Chirurgische Entfernung: Eine Operation wird empfohlen, wenn folgende Kriterien erfüllt sind:

  • Wachstum der Zyste im Verlauf
  • Nachweis eines Wandknotens (Mural Nodule)
  • Zystengröße > 3 cm
  • Auftreten von Symptomen wie Pankreatitis

Die Operationsentscheidung sollte in einem spezialisierten Pankreaszentrum interdisziplinär getroffen werden.

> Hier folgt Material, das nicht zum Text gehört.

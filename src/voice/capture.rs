// ABOUTME: Capture controller owning at most one active recording
// ABOUTME: Starting a new recording stops the previous one first
//
// SPDX-License-Identifier: MIT OR Apache-2.0
// Copyright (c) 2025 ShantiSaathi Contributors

use std::path::PathBuf;

use tracing::debug;

use super::{CaptureBackend, Recording, VoiceError};

/// Scoped owner of the single running recording
pub struct CaptureController<B> {
    backend: B,
    active: Option<Box<dyn Recording>>,
}

impl<B: CaptureBackend> CaptureController<B> {
    /// Controller over `backend`
    pub const fn new(backend: B) -> Self {
        Self {
            backend,
            active: None,
        }
    }

    /// Start recording into `output`, stopping any recording in progress
    ///
    /// Returns the file of the recording that was stopped, if any.
    ///
    /// # Errors
    ///
    /// Returns an error if the backend cannot start; nothing is recording afterwards
    pub async fn start(&mut self, output: PathBuf) -> Result<Option<PathBuf>, VoiceError> {
        let previous = self.stop().await;
        debug!(output = %output.display(), "Starting capture");
        self.active = Some(self.backend.start(output).await?);
        Ok(previous)
    }

    /// Stop the current recording and return its file
    pub async fn stop(&mut self) -> Option<PathBuf> {
        let mut recording = self.active.take()?;
        recording.stop().await;
        let output = recording.output().to_path_buf();
        debug!(output = %output.display(), "Capture stopped");
        Some(output)
    }

    /// Whether a recording is running
    #[must_use]
    pub const fn is_recording(&self) -> bool {
        self.active.is_some()
    }
}

#[cfg(test)]
mod tests {
    use super::*;
    use async_trait::async_trait;
    use std::path::Path;
    use std::sync::{Arc, Mutex};

    struct FakeRecording {
        output: PathBuf,
        events: Arc<Mutex<Vec<String>>>,
    }

    #[async_trait]
    impl Recording for FakeRecording {
        async fn stop(&mut self) {
            self.events
                .lock()
                .unwrap()
                .push(format!("stop {}", self.output.display()));
        }

        fn output(&self) -> &Path {
            &self.output
        }
    }

    #[derive(Default)]
    struct FakeBackend {
        events: Arc<Mutex<Vec<String>>>,
    }

    #[async_trait]
    impl CaptureBackend for FakeBackend {
        async fn start(&self, output: PathBuf) -> Result<Box<dyn Recording>, VoiceError> {
            self.events
                .lock()
                .unwrap()
                .push(format!("start {}", output.display()));
            Ok(Box::new(FakeRecording {
                output,
                events: self.events.clone(),
            }))
        }
    }

    #[tokio::test]
    async fn test_starting_again_stops_previous_recording_first() {
        let backend = FakeBackend::default();
        let events = backend.events.clone();
        let mut capture = CaptureController::new(backend);

        assert_eq!(capture.start(PathBuf::from("a.wav")).await.unwrap(), None);
        let previous = capture.start(PathBuf::from("b.wav")).await.unwrap();
        assert_eq!(previous, Some(PathBuf::from("a.wav")));
        assert!(capture.is_recording());

        assert_eq!(capture.stop().await, Some(PathBuf::from("b.wav")));
        assert!(!capture.is_recording());
        assert_eq!(capture.stop().await, None);

        assert_eq!(
            *events.lock().unwrap(),
            vec!["start a.wav", "stop a.wav", "start b.wav", "stop b.wav"]
        );
    }
}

Klassifikation nach Fukuoka (2017/2023)

Risikokategorie Kriterien Empfohlene Maßnahme
High-risk stigmata Gallenwegsikterus, mural nodule ≥ 5 mm, Hauptgang ≥ 10 mm Chirurgische Resektion
Worrisome features Mural nodule < 5 mm, MPD 5–9 mm, Zystengrösse ≥ 3 cm, Wachstum > 5 mm/Jahr, positive Zytologie, neuer Diabetes EUS und engmaschige Kontrolle
Keine Risikofaktoren BD-IPMN < 3 cm, kein Nodus, stabile Morphologie Bildgebung gemäss Intervalltabelle

Kontrollintervalle (Fukuoka & ESGE)

Zystengrösse / Befund Empfohlenes Intervall Modalität
< 1 cm alle 2–3 Jahre MRT/MRCP
1–2 cm jährlich MRT/MRCP
2–3 cm alle 6–12 Monate MRT ± EUS
≥ 3 cm ohne Risikomerkmale alle 3–6 Monate MRT + EUS
Mit „worrisome features“ EUS nach 3–6 Monaten, dann 6–12 Monate EUS ± MRT
Mit „high-risk stigmata“ Chirurgische Abklärung

Langzeitstrategie

Eine lebenslange radiologische Kontrolle wird empfohlen, solange der Patient operabel ist.
Bei stabilen Befunden über mehr als fünf Jahre kann das Intervall auf 2–3 Jahre verlängert werden.

Literatur

  1. Tanaka M et al. Pancreatology 2017; 17: 738–753.
  2. Tanaka M et al. Pancreatology 2023; 23(5): 713–740.
  3. European evidence-based guidelines on pancreatic cystic neoplasms. Gut 2018; 67: 789–804.